İşte bu uzun süreçte işi, iş süreçlerini ve işin terminolojisini doğru anlamamız için DDD bize yine yardımcı olmaya çalışıyor. Uygulaması eğlenceli olarak anlatılan ve Event Storming adı verilen bu tekniği uygularken ihtiyaç duyacaklarımız, bol bol postit yapıştırabileceğiniz uzun bir duvar, domain expertler, analistler ve pek tabi ki biz yazılımcılar. Event Storming de DDD deki diğer kavramlar gibi başlı başına bir makale konusu olabilir.

DDD de tecrübe kazanmış yazılımcıların, daha önceden başarı ile sonuçlandırdıkları projelerinin yazılım geliştirme aşamasında kazandığı deneyimler vardır.
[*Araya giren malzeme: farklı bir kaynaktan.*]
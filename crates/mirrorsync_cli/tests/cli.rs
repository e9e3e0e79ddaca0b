//! End-to-end tests for the `mirrorsync` binary.

use serde_json::Value;
use std::fs;
use std::process::{Command, Output};
use tempfile::TempDir;

fn mirrorsync(args: &[&str]) -> Output {
    Command::new(env!("CARGO_BIN_EXE_mirrorsync"))
        .args(args)
        .output()
        .expect("failed to run mirrorsync")
}

fn stdout(output: &Output) -> String {
    String::from_utf8_lossy(&output.stdout).into_owned()
}

fn write(dir: &TempDir, name: &str, contents: &str) -> String {
    let path = dir.path().join(name);
    fs::write(&path, contents).unwrap();
    path.to_string_lossy().into_owned()
}

fn record<'a>(report: &'a Value, family: &str, uuid: &str) -> Option<&'a Value> {
    report["mirror"]
        .as_array()
        .unwrap()
        .iter()
        .find(|r| r["family"] == family && r["uuid"] == uuid)
}

const SNAPSHOT: &str = r#"{
    "instance": [
        {"id": "vm-1", "name": "web", "state": "Stopped"},
        {"id": "vm-2", "name": "db", "state": "Running"}
    ],
    "zone": [{"id": "zone-1", "name": "east"}]
}"#;

#[test]
fn classify_prints_categories() {
    let output = mirrorsync(&["classify", "VM.START", "USER.LOGIN", "MAINTENANCE"]);
    assert!(output.status.success());

    let text = stdout(&output);
    assert!(text.contains("VM.START -> VM."));
    assert!(text.contains("USER.LOGIN -> USER."));
    assert!(text.contains("MAINTENANCE -> MAINTENANCE"));
}

#[test]
fn classify_json_flags_session_and_offering() {
    let output = mirrorsync(&[
        "classify",
        "--format",
        "json",
        "USER.LOGOUT",
        "NETWORK.OFFERING.EDIT",
    ]);
    assert!(output.status.success());

    let rows: Value = serde_json::from_str(&stdout(&output)).unwrap();
    assert_eq!(rows[0]["category"], "USER.");
    assert_eq!(rows[0]["session"], true);
    assert_eq!(rows[1]["category"], "NETWORK.");
    assert_eq!(rows[1]["offering"], true);
}

#[test]
fn decode_reports_each_line() {
    let dir = TempDir::new().unwrap();
    let file = write(
        &dir,
        "actions.jsonl",
        "{\"event\":\"VM.START\",\"entityUuid\":\"vm-1\"}\n\n{broken\n{\"eventType\":\"VOLUME.ATTACH\"}\n",
    );

    let output = mirrorsync(&["decode", "--channel", "action", &file]);
    assert!(output.status.success());

    let text = stdout(&output);
    assert!(text.contains("VM.START [VM.] vm-1"));
    assert!(text.contains("error: malformed"));
    assert!(text.contains("3 action payloads: 2 decoded, 1 failed"));
}

#[test]
fn decode_json_keeps_line_numbers() {
    let dir = TempDir::new().unwrap();
    let file = write(
        &dir,
        "states.jsonl",
        "{\"id\":\"vol-1\",\"resource\":\"Volume\",\"new-state\":\"Ready\"}\n{\"resource\":\"Volume\"}\n",
    );

    let output = mirrorsync(&["decode", "-c", "states", "-f", "json", &file]);
    assert!(output.status.success());

    let lines: Value = serde_json::from_str(&stdout(&output)).unwrap();
    assert_eq!(lines[0]["line"], 1);
    assert_eq!(lines[0]["event"]["newState"], "Ready");
    assert_eq!(lines[1]["line"], 2);
    assert!(lines[1]["error"].as_str().unwrap().contains("`id`"));
}

#[test]
fn decode_rejects_unknown_channel() {
    let dir = TempDir::new().unwrap();
    let file = write(&dir, "x.jsonl", "{}\n");

    let output = mirrorsync(&["decode", "--channel", "billing", &file]);
    assert!(!output.status.success());
}

#[test]
fn replay_applies_events_to_mirror() {
    let dir = TempDir::new().unwrap();
    let platform = write(&dir, "platform.json", SNAPSHOT);
    let actions = write(
        &dir,
        "actions.jsonl",
        "{\"event\":\"VM.START\",\"id\":\"vm-1\"}\n{\"event\":\"USER.LOGIN\"}\nnot json\n",
    );
    let alerts = write(&dir, "alerts.jsonl", "{\"subject\":\"host down\"}\n");

    let output = mirrorsync(&[
        "replay",
        "--platform",
        &platform,
        "--actions",
        &actions,
        "--alerts",
        &alerts,
        "--full-resync",
    ]);
    assert!(output.status.success(), "{}", String::from_utf8_lossy(&output.stderr));

    let report: Value = serde_json::from_str(&stdout(&output)).unwrap();
    assert_eq!(report["stats"]["received"], 4);
    assert_eq!(report["stats"]["decode_failures"], 1);
    assert_eq!(report["stats"]["alerts"], 1);

    let vm = record(&report, "instance", "vm-1").unwrap();
    assert_eq!(vm["status"], "Running");
    assert_eq!(record(&report, "instance", "vm-2").unwrap()["status"], "Running");
    assert!(record(&report, "zone", "zone-1").is_some());
    assert!(!report["initial_sync"].as_array().unwrap().is_empty());
}

#[test]
fn replay_writes_output_file() {
    let dir = TempDir::new().unwrap();
    let platform = write(&dir, "platform.json", SNAPSHOT);
    let actions = write(
        &dir,
        "actions.jsonl",
        "{\"event\":\"VM.CREATE\",\"entityUuid\":\"vm-2\"}\n",
    );
    let out = dir.path().join("result.json");

    let output = mirrorsync(&[
        "replay",
        "-p",
        &platform,
        "--actions",
        &actions,
        "--output",
        out.to_str().unwrap(),
    ]);
    assert!(output.status.success());
    assert!(stdout(&output).is_empty());

    let report: Value = serde_json::from_str(&fs::read_to_string(&out).unwrap()).unwrap();
    let db = record(&report, "instance", "vm-2").unwrap();
    assert_eq!(db["name"], "db");
    assert_eq!(db["active"], true);
    // Scoped sync only touches the event's resource.
    assert!(record(&report, "instance", "vm-1").is_none());
    assert!(report.get("initial_sync").is_none());
}

#[test]
fn replay_fails_on_bad_snapshot() {
    let dir = TempDir::new().unwrap();
    let platform = write(&dir, "platform.json", "[1, 2, 3]");

    let output = mirrorsync(&["replay", "--platform", &platform]);
    assert!(!output.status.success());
    assert!(stdout(&output).is_empty());
}
//! Diagnostics emitted while parsing.
//!
//! The parser never prints. Every failing step hands a [`Diagnostic`] to a
//! [`DiagnosticSink`] before returning its error, and benign conditions
//! (content after the library group) are reported as warnings.

use std::fmt;
use std::panic::Location as CallerLocation;

use crate::syntax::Span;

/// Severity level of a diagnostic.
#[derive(Clone, Copy, Debug, PartialEq, Eq, Hash)]
pub enum Severity {
    /// The parse fails
    Error,
    /// The parse still succeeds
    Warning,
}

impl fmt::Display for Severity {
    fn fmt(&self, f: &mut fmt::Formatter<'_>) -> fmt::Result {
        match self {
            Severity::Error => f.write_str("ERROR"),
            Severity::Warning => f.write_str("WARNING"),
        }
    }
}

/// Which stage produced the diagnostic.
#[derive(Clone, Copy, Debug, PartialEq, Eq, Hash)]
pub enum Category {
    Lexer,
    Parser,
}

impl Category {
    pub fn label(&self) -> &'static str {
        match self {
            Category::Lexer => "DOTLIB_LEX",
            Category::Parser => "DOTLIB_PARSER",
        }
    }
}

/// A diagnostic message with location.
#[derive(Clone, Debug, PartialEq)]
pub struct Diagnostic {
    pub severity: Severity,
    /// Location in the parsed input.
    pub span: Span,
    /// Source file and line of the parser step that raised it.
    pub origin: &'static CallerLocation<'static>,
    pub category: Category,
    pub message: String,
}

impl Diagnostic {
    /// Create a new error diagnostic.
    #[track_caller]
    pub fn error(category: Category, span: Span, message: impl Into<String>) -> Self {
        Self {
            severity: Severity::Error,
            span,
            origin: CallerLocation::caller(),
            category,
            message: message.into(),
        }
    }

    /// Create a new warning diagnostic.
    #[track_caller]
    pub fn warning(category: Category, span: Span, message: impl Into<String>) -> Self {
        Self {
            severity: Severity::Warning,
            span,
            origin: CallerLocation::caller(),
            category,
            message: message.into(),
        }
    }

    pub fn is_error(&self) -> bool {
        self.severity == Severity::Error
    }
}

impl fmt::Display for Diagnostic {
    fn fmt(&self, f: &mut fmt::Formatter<'_>) -> fmt::Result {
        write!(
            f,
            "{}: ({}) [{}]: {}",
            self.span,
            self.severity,
            self.category.label(),
            self.message
        )
    }
}

/// Receiver of parser diagnostics.
pub trait DiagnosticSink {
    fn emit(&mut self, diagnostic: Diagnostic);
}

impl DiagnosticSink for Vec<Diagnostic> {
    fn emit(&mut self, diagnostic: Diagnostic) {
        self.push(diagnostic);
    }
}

/// Forwards diagnostics to `tracing` at `error` / `warn` level.
#[derive(Debug, Default, Clone, Copy)]
pub struct TracingSink;

impl DiagnosticSink for TracingSink {
    fn emit(&mut self, diagnostic: Diagnostic) {
        let origin = format!("{}:{}", diagnostic.origin.file(), diagnostic.origin.line());
        match diagnostic.severity {
            Severity::Error => tracing::error!(
                category = diagnostic.category.label(),
                origin = %origin,
                "{}: {}",
                diagnostic.span,
                diagnostic.message
            ),
            Severity::Warning => tracing::warn!(
                category = diagnostic.category.label(),
                origin = %origin,
                "{}: {}",
                diagnostic.span,
                diagnostic.message
            ),
        }
    }
}

#[cfg(test)]
mod tests {
    use super::*;
    use crate::syntax::Location;

    #[test]
    fn test_display() {
        let span = Span::new(Location::new(3, 5), Location::new(3, 9));
        let diag = Diagnostic::error(Category::Parser, span, "syntax error. ':' is expected.");
        assert_eq!(
            diag.to_string(),
            "line 3, column 5 - 9: (ERROR) [DOTLIB_PARSER]: syntax error. ':' is expected."
        );
    }

    #[test]
    fn test_origin_is_caller() {
        let diag = Diagnostic::warning(Category::Lexer, Span::default(), "w");
        assert!(diag.origin.file().ends_with("diagnostic.rs"));
        assert!(!diag.is_error());
    }

    #[test]
    fn test_vec_sink_collects() {
        let mut sink: Vec<Diagnostic> = Vec::new();
        sink.emit(Diagnostic::error(Category::Lexer, Span::default(), "a"));
        sink.emit(Diagnostic::warning(Category::Parser, Span::default(), "b"));
        assert_eq!(sink.len(), 2);
        assert!(sink[0].is_error());
    }
}
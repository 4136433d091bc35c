//! Arithmetic expression reader.
//!
//! ```text
//! expr    = product { ('+' | '-') product }
//! product = primary { ('*' | '/') primary }
//! primary = NUMBER | 'VDD' | 'VSS' | 'VCC' | '(' expr ')' | '-' primary
//! ```

use super::parser::Parser;
use super::scanner::{Token, TokenKind};
use crate::ast::expr::{BinaryOp, Expr, SupplyRail};
use crate::ast::{Value, ValueNode};
use crate::error::{DotlibError, Result};

impl Parser<'_> {
    /// An expression attribute value, e.g. `vih : 0.7 * VDD ;`.
    pub fn read_expr_value(&mut self) -> Result<ValueNode> {
        let expr = self.read_expr(TokenKind::Semicolon)?;
        let span = expr.span;
        Ok(ValueNode::new(Value::Expr(Box::new(expr)), span))
    }

    /// Read an expression terminated by `end`.
    ///
    /// A `)` terminator is consumed. A `;` terminator (or, with
    /// `allow_no_semicolon`, the end of the line) is left for the statement
    /// reader.
    pub fn read_expr(&mut self, end: TokenKind) -> Result<Expr> {
        let mut lhs = self.read_product()?;
        loop {
            let tok = self.read_token(false)?;
            let op = match tok.kind {
                TokenKind::Plus => BinaryOp::Add,
                TokenKind::Minus => BinaryOp::Sub,
                TokenKind::Int | TokenKind::Float if tok.text.starts_with('-') => {
                    // `VDD -0.5`: the scanner glued the sign to the literal
                    let first = self.number(&tok, &tok.text[1..])?;
                    let rhs = self.product_tail(first)?;
                    lhs = Expr::binary(BinaryOp::Sub, lhs, rhs);
                    continue;
                }
                kind if kind == end => {
                    if end != TokenKind::RParen {
                        self.unget_token(tok)?;
                    }
                    return Ok(lhs);
                }
                TokenKind::Newline | TokenKind::End
                    if end == TokenKind::Semicolon && self.config().allow_no_semicolon =>
                {
                    self.unget_token(tok)?;
                    return Ok(lhs);
                }
                _ => return Err(self.fail(DotlibError::expected(tok.span, end))),
            };
            let rhs = self.read_product()?;
            lhs = Expr::binary(op, lhs, rhs);
        }
    }

    fn read_product(&mut self) -> Result<Expr> {
        let first = self.read_primary()?;
        self.product_tail(first)
    }

    fn product_tail(&mut self, mut lhs: Expr) -> Result<Expr> {
        loop {
            let tok = self.read_token(false)?;
            let op = match tok.kind {
                TokenKind::Star => BinaryOp::Mul,
                TokenKind::Slash => BinaryOp::Div,
                _ => {
                    self.unget_token(tok)?;
                    return Ok(lhs);
                }
            };
            let rhs = self.read_primary()?;
            lhs = Expr::binary(op, lhs, rhs);
        }
    }

    fn read_primary(&mut self) -> Result<Expr> {
        let tok = self.read_token(false)?;
        match tok.kind {
            TokenKind::LParen => self.read_expr(TokenKind::RParen),
            TokenKind::Minus => {
                let operand = self.read_primary()?;
                Ok(Expr::neg(operand, tok.span))
            }
            TokenKind::Int | TokenKind::Float => self.number(&tok, &tok.text),
            TokenKind::Symbol => match SupplyRail::from_name(&tok.text) {
                Some(rail) => Ok(Expr::rail(rail, tok.span)),
                None => Err(self.fail(DotlibError::syntax(
                    tok.span,
                    format!("{}: only 'VDD', 'VSS', and 'VCC' are allowed.", tok.text),
                ))),
            },
            _ => Err(self.fail(DotlibError::expected(tok.span, "number"))),
        }
    }

    fn number(&mut self, tok: &Token, text: &str) -> Result<Expr> {
        match text.parse::<f64>() {
            Ok(v) => Ok(Expr::number(v, tok.span)),
            Err(_) => Err(self.fail(DotlibError::syntax(tok.span, format!("{}: not a number.", tok.text)))),
        }
    }
}

#[cfg(test)]
mod tests {
    use super::*;
    use crate::ast::expr::ExprKind;
    use crate::config::ParserConfig;
    use crate::diagnostic::Diagnostic;
    use approx::assert_relative_eq;

    fn read(text: &str) -> Result<Expr> {
        let mut diags: Vec<Diagnostic> = Vec::new();
        let mut parser = Parser::new(text, &ParserConfig::default(), &mut diags);
        let expr = parser.read_expr(TokenKind::Semicolon)?;
        // the terminator is left for the statement reader
        parser.expect(TokenKind::Semicolon)?;
        Ok(expr)
    }

    #[test]
    fn test_precedence() {
        let e = read("2 + 3 * 4 ;").unwrap();
        let ExprKind::Binary { op, lhs, rhs } = &e.kind else {
            panic!("expected a binary node");
        };
        assert_eq!(*op, BinaryOp::Add);
        assert_eq!(lhs.kind, ExprKind::Number(2.0));
        assert!(matches!(rhs.kind, ExprKind::Binary { op: BinaryOp::Mul, .. }));
        assert_relative_eq!(e.evaluate(0.0, 0.0, 0.0), 14.0);
    }

    #[test]
    fn test_parenthesized() {
        let e = read("(2 + 3) * 4 ;").unwrap();
        let ExprKind::Binary { op, lhs, .. } = &e.kind else {
            panic!("expected a binary node");
        };
        assert_eq!(*op, BinaryOp::Mul);
        assert!(matches!(lhs.kind, ExprKind::Binary { op: BinaryOp::Add, .. }));
        assert_relative_eq!(e.evaluate(0.0, 0.0, 0.0), 20.0);
    }

    #[test]
    fn test_rail_left_operand() {
        let e = read("VDD / 2 ;").unwrap();
        let ExprKind::Binary { op, lhs, rhs } = &e.kind else {
            panic!("expected a binary node");
        };
        assert_eq!(*op, BinaryOp::Div);
        assert_eq!(lhs.kind, ExprKind::Rail(SupplyRail::Vdd));
        assert_eq!(rhs.kind, ExprKind::Number(2.0));
    }

    #[test]
    fn test_left_associative() {
        let e = read("10 - 4 - 3 ;").unwrap();
        assert_relative_eq!(e.evaluate(0.0, 0.0, 0.0), 3.0);
        let e = read("8 / 4 / 2 ;").unwrap();
        assert_relative_eq!(e.evaluate(0.0, 0.0, 0.0), 1.0);
    }

    #[test]
    fn test_glued_minus() {
        let e = read("VDD -0.2 ;").unwrap();
        assert_relative_eq!(e.evaluate(1.0, 0.0, 0.0), 0.8);
        let e = read("-VSS + VCC ;").unwrap();
        assert_relative_eq!(e.evaluate(0.0, 0.5, 3.0), 2.5);
    }

    #[test]
    fn test_only_rails_allowed() {
        assert!(matches!(read("VBB * 2 ;"), Err(DotlibError::Syntax { .. })));
        assert!(read("(1 + 2 ;").is_err());
    }

    #[test]
    fn test_spans_contain_operands() {
        let e = read("0.3 * VDD ;").unwrap();
        let ExprKind::Binary { lhs, rhs, .. } = &e.kind else {
            panic!("expected a binary node");
        };
        assert!(e.span.contains(&lhs.span));
        assert!(e.span.contains(&rhs.span));
    }
}
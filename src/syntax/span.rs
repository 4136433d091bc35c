//! Source locations and spans.

use std::fmt;

/// A position in the input (1-indexed line and column).
#[derive(Debug, Clone, Copy, PartialEq, Eq, PartialOrd, Ord, Hash)]
pub struct Location {
    pub line: u32,
    pub column: u32,
}

impl Location {
    pub const fn new(line: u32, column: u32) -> Self {
        Self { line, column }
    }
}

impl Default for Location {
    fn default() -> Self {
        Self::new(1, 1)
    }
}

impl fmt::Display for Location {
    fn fmt(&self, f: &mut fmt::Formatter<'_>) -> fmt::Result {
        write!(f, "line {}, column {}", self.line, self.column)
    }
}

/// A region of the input. Both ends are inclusive: `end` is the location
/// of the last character belonging to the region.
#[derive(Debug, Clone, Copy, PartialEq, Eq, Hash, Default)]
pub struct Span {
    pub start: Location,
    pub end: Location,
}

impl Span {
    pub const fn new(start: Location, end: Location) -> Self {
        Self { start, end }
    }

    /// A span covering a single character.
    pub const fn point(loc: Location) -> Self {
        Self {
            start: loc,
            end: loc,
        }
    }

    /// The smallest span covering both `self` and `other`.
    pub fn merge(self, other: Span) -> Span {
        Span {
            start: self.start.min(other.start),
            end: self.end.max(other.end),
        }
    }

    /// Whether `other` lies entirely inside `self`.
    pub fn contains(&self, other: &Span) -> bool {
        self.start <= other.start && other.end <= self.end
    }
}

impl fmt::Display for Span {
    fn fmt(&self, f: &mut fmt::Formatter<'_>) -> fmt::Result {
        if self.start.line == self.end.line {
            if self.start.column == self.end.column {
                write!(f, "{}", self.start)
            } else {
                write!(f, "{} - {}", self.start, self.end.column)
            }
        } else {
            write!(f, "{} - {}", self.start, self.end)
        }
    }
}

#[cfg(test)]
mod tests {
    use super::*;

    #[test]
    fn test_merge_orders_ends() {
        let a = Span::new(Location::new(2, 5), Location::new(2, 9));
        let b = Span::new(Location::new(1, 3), Location::new(1, 4));
        let m = a.merge(b);
        assert_eq!(m.start, Location::new(1, 3));
        assert_eq!(m.end, Location::new(2, 9));
        assert!(m.contains(&a));
        assert!(m.contains(&b));
        assert!(!a.contains(&m));
    }

    #[test]
    fn test_display() {
        let one_line = Span::new(Location::new(3, 5), Location::new(3, 9));
        assert_eq!(one_line.to_string(), "line 3, column 5 - 9");

        let point = Span::point(Location::new(1, 1));
        assert_eq!(point.to_string(), "line 1, column 1");

        let multi = Span::new(Location::new(1, 2), Location::new(4, 1));
        assert_eq!(multi.to_string(), "line 1, column 2 - line 4, column 1");
    }
}
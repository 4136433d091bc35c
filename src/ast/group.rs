//! Attribute and group nodes.

use std::fmt;

use super::value::{Value, ValueNode};
use crate::catalog::AttrKind;
use crate::syntax::Span;

/// One statement inside a group body.
#[derive(Debug, Clone, PartialEq)]
pub struct Attr {
    pub kind: AttrKind,
    /// Span of the attribute name
    pub name_span: Span,
    pub value: AttrValue,
    /// Span of the whole statement
    pub span: Span,
}

#[derive(Debug, Clone, PartialEq)]
pub enum AttrValue {
    /// `name : value ;`
    Simple(ValueNode),
    /// `name ( header ) ;`, holding a [`Value::Complex`]
    Complex(ValueNode),
    Group(Group),
}

impl Attr {
    pub fn simple(kind: AttrKind, name_span: Span, value: ValueNode) -> Self {
        let span = name_span.merge(value.span);
        Self {
            kind,
            name_span,
            value: AttrValue::Simple(value),
            span,
        }
    }

    pub fn complex(kind: AttrKind, name_span: Span, value: ValueNode) -> Self {
        let span = name_span.merge(value.span);
        Self {
            kind,
            name_span,
            value: AttrValue::Complex(value),
            span,
        }
    }

    pub fn group(group: Group) -> Self {
        Self {
            kind: group.kind,
            name_span: group.name_span,
            span: group.span,
            value: AttrValue::Group(group),
        }
    }

    pub fn as_group(&self) -> Option<&Group> {
        match &self.value {
            AttrValue::Group(g) => Some(g),
            _ => None,
        }
    }

    /// The value of a simple or complex attribute.
    pub fn value(&self) -> Option<&ValueNode> {
        match &self.value {
            AttrValue::Simple(v) | AttrValue::Complex(v) => Some(v),
            AttrValue::Group(_) => None,
        }
    }
}

/// A parsed group: keyword, header and body in source order.
#[derive(Debug, Clone, PartialEq)]
pub struct Group {
    pub kind: AttrKind,
    pub name_span: Span,
    /// Header elements as a [`Value::Complex`]
    pub header: ValueNode,
    pub attrs: Vec<Attr>,
    /// From the keyword to the closing brace
    pub span: Span,
}

impl Group {
    pub fn keyword(&self) -> &'static str {
        self.kind.name()
    }

    pub fn header_elems(&self) -> &[ValueNode] {
        self.header.value.complex_elems()
    }

    /// First header element as a string, e.g. the cell name.
    pub fn name(&self) -> Option<&str> {
        self.header_elems().first().and_then(|v| v.value.as_str())
    }

    /// First attribute of `kind`.
    pub fn attr(&self, kind: AttrKind) -> Option<&Attr> {
        self.attrs.iter().find(|a| a.kind == kind)
    }

    /// All attributes of `kind`, in source order.
    pub fn attrs_of(&self, kind: AttrKind) -> impl Iterator<Item = &Attr> + '_ {
        self.attrs.iter().filter(move |a| a.kind == kind)
    }

    /// All nested groups of `kind`, in source order.
    pub fn groups_of(&self, kind: AttrKind) -> impl Iterator<Item = &Group> + '_ {
        self.attrs_of(kind).filter_map(Attr::as_group)
    }

    pub fn group(&self, kind: AttrKind) -> Option<&Group> {
        self.groups_of(kind).next()
    }

    /// Nested group of `kind` whose name is `name`.
    pub fn find_group(&self, kind: AttrKind, name: &str) -> Option<&Group> {
        self.groups_of(kind).find(|g| g.name() == Some(name))
    }

    /// Value of the simple attribute `kind`.
    pub fn simple(&self, kind: AttrKind) -> Option<&Value> {
        self.attrs_of(kind).find_map(|a| match &a.value {
            AttrValue::Simple(v) => Some(&v.value),
            _ => None,
        })
    }

    /// Elements of the complex attribute `kind`.
    pub fn complex(&self, kind: AttrKind) -> Option<&[ValueNode]> {
        self.attrs_of(kind).find_map(|a| match &a.value {
            AttrValue::Complex(v) => Some(v.value.complex_elems()),
            _ => None,
        })
    }

    fn write_indented(&self, f: &mut fmt::Formatter<'_>, level: usize) -> fmt::Result {
        let pad = "  ".repeat(level);
        writeln!(f, "{}{} {} {{", pad, self.keyword(), self.header)?;
        for attr in &self.attrs {
            match &attr.value {
                AttrValue::Simple(v) => writeln!(f, "{}  {} : {} ;", pad, attr.kind, v)?,
                AttrValue::Complex(v) => writeln!(f, "{}  {} {} ;", pad, attr.kind, v)?,
                AttrValue::Group(g) => g.write_indented(f, level + 1)?,
            }
        }
        writeln!(f, "{}}}", pad)
    }
}

impl fmt::Display for Group {
    /// Liberty text for the group, two spaces per nesting level.
    fn fmt(&self, f: &mut fmt::Formatter<'_>) -> fmt::Result {
        self.write_indented(f, 0)
    }
}
//! Error types for the Liberty parser.
//!
//! This module provides a unified error type [`DotlibError`] covering
//! everything that can stop a parse: lexical errors, statement-shape
//! errors, header arity mismatches, illegal enumeration values and the
//! group-level checks.

use thiserror::Error;

use crate::catalog::AttrKind;
use crate::syntax::Span;

/// Result type alias using [`DotlibError`].
pub type Result<T> = std::result::Result<T, DotlibError>;

/// Unified error type for all parse operations.
#[derive(Error, Debug)]
pub enum DotlibError {
    // ============ Token Errors ============
    /// The scanner could not classify the input
    #[error("{message}")]
    Lexical { span: Span, message: String },

    /// Wrong token kind for the statement being read
    #[error("syntax error. {message}")]
    Syntax { span: Span, message: String },

    // ============ Value Errors ============
    /// Header element count does not match the reader's contract
    #[error("syntax error. {expected} expected, {found} given")]
    Arity {
        span: Span,
        expected: String,
        found: usize,
    },

    /// A string that is not one of the accepted spellings
    #[error("{text}: illegal value for '{attr}'. {accepted} expected")]
    IllegalValue {
        span: Span,
        attr: &'static str,
        text: String,
        accepted: String,
    },

    // ============ Group Errors ============
    /// A single-valued attribute given twice in one group
    #[error("'{kind}' appears more than once. previously appears at {previous}")]
    DuplicateAttribute {
        span: Span,
        kind: AttrKind,
        previous: Span,
    },

    /// A name that is not a Liberty attribute at all
    #[error("{name}: unknown attribute")]
    UnknownAttribute { span: Span, name: String },

    /// A known attribute that does not belong in the enclosing group
    #[error("'{kind}' is not allowed in '{group}' group")]
    UnexpectedAttribute {
        span: Span,
        kind: AttrKind,
        group: &'static str,
    },

    /// A required-field or consistency check failed when a group closed
    #[error("{group}: {message}")]
    GroupCheck {
        span: Span,
        group: &'static str,
        message: String,
    },

    // ============ I/O Errors ============
    /// Error reading a library file
    #[error("Failed to read library file '{path}': {source}")]
    FileReadError {
        path: String,
        #[source]
        source: std::io::Error,
    },
}

impl DotlibError {
    /// Create a lexical error
    pub fn lexical(span: Span, message: impl Into<String>) -> Self {
        Self::Lexical {
            span,
            message: message.into(),
        }
    }

    /// Create a syntax error
    pub fn syntax(span: Span, message: impl Into<String>) -> Self {
        Self::Syntax {
            span,
            message: message.into(),
        }
    }

    /// Create a syntax error for a missing token
    pub fn expected(span: Span, what: impl std::fmt::Display) -> Self {
        Self::syntax(span, format!("{} is expected.", what))
    }

    /// Create an illegal-value error
    pub fn illegal_value(span: Span, attr: &'static str, text: impl Into<String>, accepted: impl Into<String>) -> Self {
        Self::IllegalValue {
            span,
            attr,
            text: text.into(),
            accepted: accepted.into(),
        }
    }

    /// Create a group check error
    pub fn group_check(span: Span, group: &'static str, message: impl Into<String>) -> Self {
        Self::GroupCheck {
            span,
            group,
            message: message.into(),
        }
    }

    /// Location of the offending input, if the error has one.
    pub fn span(&self) -> Option<Span> {
        match self {
            Self::Lexical { span, .. }
            | Self::Syntax { span, .. }
            | Self::Arity { span, .. }
            | Self::IllegalValue { span, .. }
            | Self::DuplicateAttribute { span, .. }
            | Self::UnknownAttribute { span, .. }
            | Self::UnexpectedAttribute { span, .. }
            | Self::GroupCheck { span, .. } => Some(*span),
            Self::FileReadError { .. } => None,
        }
    }

    /// Whether a group body held a name it does not accept, either because
    /// the name is not a Liberty attribute or because it belongs elsewhere.
    pub fn is_unknown_attribute(&self) -> bool {
        matches!(self, Self::UnknownAttribute { .. } | Self::UnexpectedAttribute { .. })
    }
}

#[cfg(test)]
mod tests {
    use super::*;
    use crate::syntax::Location;

    #[test]
    fn test_messages() {
        let span = Span::new(Location::new(2, 3), Location::new(2, 7));

        let err = DotlibError::expected(span, "':'");
        assert_eq!(err.to_string(), "syntax error. ':' is expected.");

        let err = DotlibError::DuplicateAttribute {
            span,
            kind: AttrKind::Area,
            previous: Span::point(Location::new(1, 3)),
        };
        assert_eq!(
            err.to_string(),
            "'area' appears more than once. previously appears at line 1, column 3"
        );

        let err = DotlibError::illegal_value(span, "technology", "nmos", "'cmos' or 'fpga'");
        assert_eq!(err.to_string(), "nmos: illegal value for 'technology'. 'cmos' or 'fpga' expected");
        assert_eq!(err.span(), Some(span));
    }
}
Burada heuristics kavramı ile karşılaşıyoruz ve DDD, yazılımcıların bu heuristics olarak nitelendirdiği öğrenilmiş deneyimlerini birbirleri ile paylaşmasını ve sıradaki projelerinde kullanmalarını tavsiye eder.

Hepimizin bildiği gibi yazılım dünyasında karmaşık problemleri çözmek için kullanılan Design Patterns, tabi ki DDD’ de de kendine yer buluyor.

Domain Driven Design hakkında paylaşacağım bir sonraki yazımda görüşmek dileği ile hepinize ayırdınığınız zaman için teşekkür ederim.